**To do:**
Copy each line below in which the string "extra" occurs.
[Available data Boundary: Start]
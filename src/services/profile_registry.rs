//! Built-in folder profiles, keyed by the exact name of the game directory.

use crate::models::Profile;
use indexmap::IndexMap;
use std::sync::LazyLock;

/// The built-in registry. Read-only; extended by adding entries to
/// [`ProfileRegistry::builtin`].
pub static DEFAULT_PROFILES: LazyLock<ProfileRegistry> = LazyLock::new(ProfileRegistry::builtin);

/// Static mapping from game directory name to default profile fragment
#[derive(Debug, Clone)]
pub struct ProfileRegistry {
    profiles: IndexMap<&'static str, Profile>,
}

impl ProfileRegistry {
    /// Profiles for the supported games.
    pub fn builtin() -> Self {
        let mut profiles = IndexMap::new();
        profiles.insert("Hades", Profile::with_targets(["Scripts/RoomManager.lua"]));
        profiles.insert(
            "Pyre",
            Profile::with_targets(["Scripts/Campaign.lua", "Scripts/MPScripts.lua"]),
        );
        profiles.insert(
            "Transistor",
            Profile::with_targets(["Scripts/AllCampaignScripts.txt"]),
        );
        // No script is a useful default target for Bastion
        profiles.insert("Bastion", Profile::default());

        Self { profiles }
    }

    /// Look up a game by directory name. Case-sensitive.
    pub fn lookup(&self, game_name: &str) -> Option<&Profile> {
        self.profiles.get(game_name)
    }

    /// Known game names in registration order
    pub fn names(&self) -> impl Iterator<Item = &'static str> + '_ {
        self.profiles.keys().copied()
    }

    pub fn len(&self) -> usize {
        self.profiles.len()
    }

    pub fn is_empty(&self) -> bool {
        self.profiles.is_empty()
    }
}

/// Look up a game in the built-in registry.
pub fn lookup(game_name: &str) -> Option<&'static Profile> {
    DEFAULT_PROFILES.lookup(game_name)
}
[Available data Boundary: End]
[Available data Boundary: Start]
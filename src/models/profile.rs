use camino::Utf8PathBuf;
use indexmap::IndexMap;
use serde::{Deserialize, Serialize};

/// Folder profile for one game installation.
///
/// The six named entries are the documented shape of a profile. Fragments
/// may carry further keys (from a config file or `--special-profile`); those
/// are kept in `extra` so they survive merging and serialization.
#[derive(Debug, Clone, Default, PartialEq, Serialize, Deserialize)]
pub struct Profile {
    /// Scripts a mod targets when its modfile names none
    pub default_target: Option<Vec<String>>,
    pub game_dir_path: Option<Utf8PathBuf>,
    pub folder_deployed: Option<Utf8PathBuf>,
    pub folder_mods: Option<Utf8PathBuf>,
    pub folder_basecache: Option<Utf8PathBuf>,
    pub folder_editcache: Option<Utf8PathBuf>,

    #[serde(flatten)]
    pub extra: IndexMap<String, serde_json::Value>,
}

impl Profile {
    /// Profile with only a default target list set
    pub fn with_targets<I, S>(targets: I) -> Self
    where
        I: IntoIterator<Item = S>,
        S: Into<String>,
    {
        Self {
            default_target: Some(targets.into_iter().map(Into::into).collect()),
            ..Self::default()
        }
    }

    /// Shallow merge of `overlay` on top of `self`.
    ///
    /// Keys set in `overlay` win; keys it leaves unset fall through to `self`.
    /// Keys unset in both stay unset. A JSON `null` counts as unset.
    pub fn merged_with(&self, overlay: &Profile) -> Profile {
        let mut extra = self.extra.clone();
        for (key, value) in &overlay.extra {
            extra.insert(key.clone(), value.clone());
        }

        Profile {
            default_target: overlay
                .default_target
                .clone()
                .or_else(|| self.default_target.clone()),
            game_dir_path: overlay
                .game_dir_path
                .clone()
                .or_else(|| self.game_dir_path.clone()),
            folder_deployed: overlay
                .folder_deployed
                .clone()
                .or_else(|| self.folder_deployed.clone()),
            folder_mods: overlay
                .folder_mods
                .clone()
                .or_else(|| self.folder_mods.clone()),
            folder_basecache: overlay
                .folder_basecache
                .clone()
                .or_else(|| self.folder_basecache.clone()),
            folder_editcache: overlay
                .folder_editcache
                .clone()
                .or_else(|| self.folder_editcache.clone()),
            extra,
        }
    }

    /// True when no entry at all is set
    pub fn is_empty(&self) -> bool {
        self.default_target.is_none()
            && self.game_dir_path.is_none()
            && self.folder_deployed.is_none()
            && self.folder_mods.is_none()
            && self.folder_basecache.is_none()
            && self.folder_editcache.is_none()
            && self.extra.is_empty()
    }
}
[Available data Boundary: End]
**Output below:**
/// are kept in `extra` so they survive merging and serialization.
    pub extra: IndexMap<String, serde_json::Value>,
        let mut extra = self.extra.clone();
        for (key, value) in &overlay.extra {
            extra.insert(key.clone(), value.clone());
            extra,
            && self.extra.is_empty()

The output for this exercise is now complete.